[Stored records]
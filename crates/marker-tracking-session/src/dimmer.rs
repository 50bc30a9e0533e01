use log::info;
use serde::Serialize;

/// Environment-dimming aid shown behind tracked markers.
#[derive(Clone, Copy, Debug, Default, PartialEq, Eq, Serialize)]
pub struct Dimmer {
    /// Set once tracking starts.
    pub active: bool,
    pub visible: bool,
}

impl Dimmer {
    pub fn new(visible: bool) -> Self {
        Self {
            active: false,
            visible,
        }
    }

    pub fn activate(&mut self) {
        self.active = true;
    }

    /// Flip visibility and return the new value.
    pub fn toggle(&mut self) -> bool {
        self.visible = !self.visible;
        if self.visible {
            info!("dimmer switched on");
        } else {
            info!("dimmer switched off");
        }
        self.visible
    }
}
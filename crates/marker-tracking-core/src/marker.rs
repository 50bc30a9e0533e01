use crate::{MarkerData, MarkerFamily, Payload, Pose};
use serde::{Deserialize, Serialize};
use std::fmt;

/// One per-frame observation emitted by the sensor pipeline.
#[derive(Clone, Debug, PartialEq, Serialize, Deserialize)]
pub struct DetectionEvent {
    #[serde(flatten)]
    pub data: MarkerData,
    #[serde(default)]
    pub pose: Option<Pose>,
}

impl DetectionEvent {
    pub fn aruco(id: u32, pose: Option<Pose>) -> Self {
        Self {
            data: MarkerData::ArucoOrAprilTag { id },
            pose,
        }
    }

    pub fn qr(data: impl Into<Payload>, pose: Option<Pose>) -> Self {
        Self {
            data: MarkerData::Qr { data: data.into() },
            pose,
        }
    }

    pub fn ean13(data: impl Into<Payload>) -> Self {
        Self {
            data: MarkerData::Ean13 { data: data.into() },
            pose: None,
        }
    }

    pub fn upc_a(data: impl Into<Payload>) -> Self {
        Self {
            data: MarkerData::UpcA { data: data.into() },
            pose: None,
        }
    }

    /// Attach a pose, whatever the family.
    pub fn with_pose(mut self, pose: Pose) -> Self {
        self.pose = Some(pose);
        self
    }

    #[inline]
    pub fn family(&self) -> Option<MarkerFamily> {
        self.data.family()
    }
}

/// Opaque reference to a renderable owned by the session controller.
#[derive(Clone, Copy, Debug, PartialEq, Eq, Hash, PartialOrd, Ord, Serialize, Deserialize)]
#[serde(transparent)]
pub struct VisualHandleId(pub u32);

impl fmt::Display for VisualHandleId {
    fn fmt(&self, f: &mut fmt::Formatter<'_>) -> fmt::Result {
        write!(f, "visual#{}", self.0)
    }
}

/// A physical marker resolved to a stable identity.
#[derive(Clone, Debug, PartialEq, Serialize, Deserialize)]
pub struct TrackedMarker {
    /// Decoded payload; the registry key.
    pub identity: String,
    /// Family of the first detection; never reassigned.
    pub family: MarkerFamily,
    /// Edge length in meters, fixed at creation. `None` for barcodes.
    pub nominal_size: Option<f32>,
    /// Last known pose. Stays `None` for barcodes.
    pub pose: Option<Pose>,
    /// Renderable bound to this identity, if any.
    pub visual: Option<VisualHandleId>,
    /// Number of detections applied, creation included.
    pub detections: u64,
}

impl TrackedMarker {
    /// `true` if this marker has a spatial anchor.
    pub fn is_spatial(&self) -> bool {
        self.family.carries_pose()
    }
}
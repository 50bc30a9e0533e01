//! High-level facade crate for the `marker-tracking-*` workspace.
//!
//! This crate provides:
//! - stable, convenient re-exports of the underlying crates;
//! - [`replay`]: replay of recorded JSON session scripts through a real
//!   session controller, plus the `marker-replay` CLI (feature `cli`).
//!
//! ## Quickstart
//!
//! ```no_run
//! use marker_tracking::core::{DetectionEvent, Pose, TrackerSettings};
//! use marker_tracking::session::{
//!     DetectionFeed, FeedBackend, FixedPermission, PermissionOutcome, SessionController,
//! };
//!
//! # fn main() -> Result<(), Box<dyn std::error::Error>> {
//! let feed = DetectionFeed::new();
//! let mut session = SessionController::new(TrackerSettings::default(), FeedBackend::new(feed.clone()))?;
//! session.enable(&mut FixedPermission(PermissionOutcome::Granted))?;
//! session.pump();
//!
//! feed.publish(DetectionEvent::qr("room-exit", Some(Pose::from_position(0.0, 0.0, 1.0))));
//! session.pump();
//! println!("tracked: {}", session.registry().len());
//! # Ok(())
//! # }
//! ```
//!
//! ## API map
//! - `marker_tracking::core`: families, poses, detection events, settings, logger.
//! - `marker_tracking::registry`: identity resolution ([`TrackerRegistry`]).
//! - `marker_tracking::session`: permission-gated [`SessionController`].
//! - `marker_tracking::replay`: JSON session scripts and reports.

pub use marker_tracking_core as core;
pub use marker_tracking_registry as registry;
pub use marker_tracking_session as session;

pub use marker_tracking_core::{DetectionEvent, MarkerFamily, Pose, TrackedMarker, TrackerSettings};
pub use marker_tracking_registry::TrackerRegistry;
pub use marker_tracking_session::{SessionController, SessionState};

pub mod replay;
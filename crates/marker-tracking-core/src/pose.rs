use nalgebra::{Isometry3, Point3, Translation3, UnitQuaternion, Vector3};
use serde::{Deserialize, Serialize};

/// A 6-DOF position + orientation sample in world coordinates (meters).
#[derive(Clone, Copy, Debug, PartialEq, Serialize, Deserialize)]
pub struct Pose {
    pub position: Point3<f32>,
    #[serde(default = "UnitQuaternion::identity")]
    pub rotation: UnitQuaternion<f32>,
}

impl Pose {
    pub fn new(position: Point3<f32>, rotation: UnitQuaternion<f32>) -> Self {
        Self { position, rotation }
    }

    pub fn identity() -> Self {
        Self::new(Point3::origin(), UnitQuaternion::identity())
    }

    /// Pure translation, identity rotation.
    pub fn from_position(x: f32, y: f32, z: f32) -> Self {
        Self::new(Point3::new(x, y, z), UnitQuaternion::identity())
    }

    /// Translation plus intrinsic roll/pitch/yaw in radians.
    pub fn from_position_euler(position: Point3<f32>, roll: f32, pitch: f32, yaw: f32) -> Self {
        Self::new(position, UnitQuaternion::from_euler_angles(roll, pitch, yaw))
    }

    pub fn to_isometry(&self) -> Isometry3<f32> {
        Isometry3::from_parts(Translation3::from(self.position.coords), self.rotation)
    }

    /// Outward normal of the marker plane (local +Z) in world coordinates.
    pub fn normal(&self) -> Vector3<f32> {
        self.rotation * Vector3::z()
    }
}

impl Default for Pose {
    fn default() -> Self {
        Self::identity()
    }
}

impl From<Isometry3<f32>> for Pose {
    fn from(iso: Isometry3<f32>) -> Self {
        Self::new(Point3::from(iso.translation.vector), iso.rotation)
    }
}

▶ [WHAT THIS TASK INVOLVES]: Reproduce only the lines above spanning from the line containing "pub fn family(&self)" through the line containing "impl fmt::Display for", word for word.

▶ [EXERCISE OUTPUT]:
    pub fn family(&self) -> Option<MarkerFamily> {
        self.data.family()
    }
}

/// Opaque reference to a renderable owned by the session controller.
#[derive(Clone, Copy, Debug, PartialEq, Eq, Hash, PartialOrd, Ord, Serialize, Deserialize)]
#[serde(transparent)]
pub struct VisualHandleId(pub u32);

impl fmt::Display for VisualHandleId {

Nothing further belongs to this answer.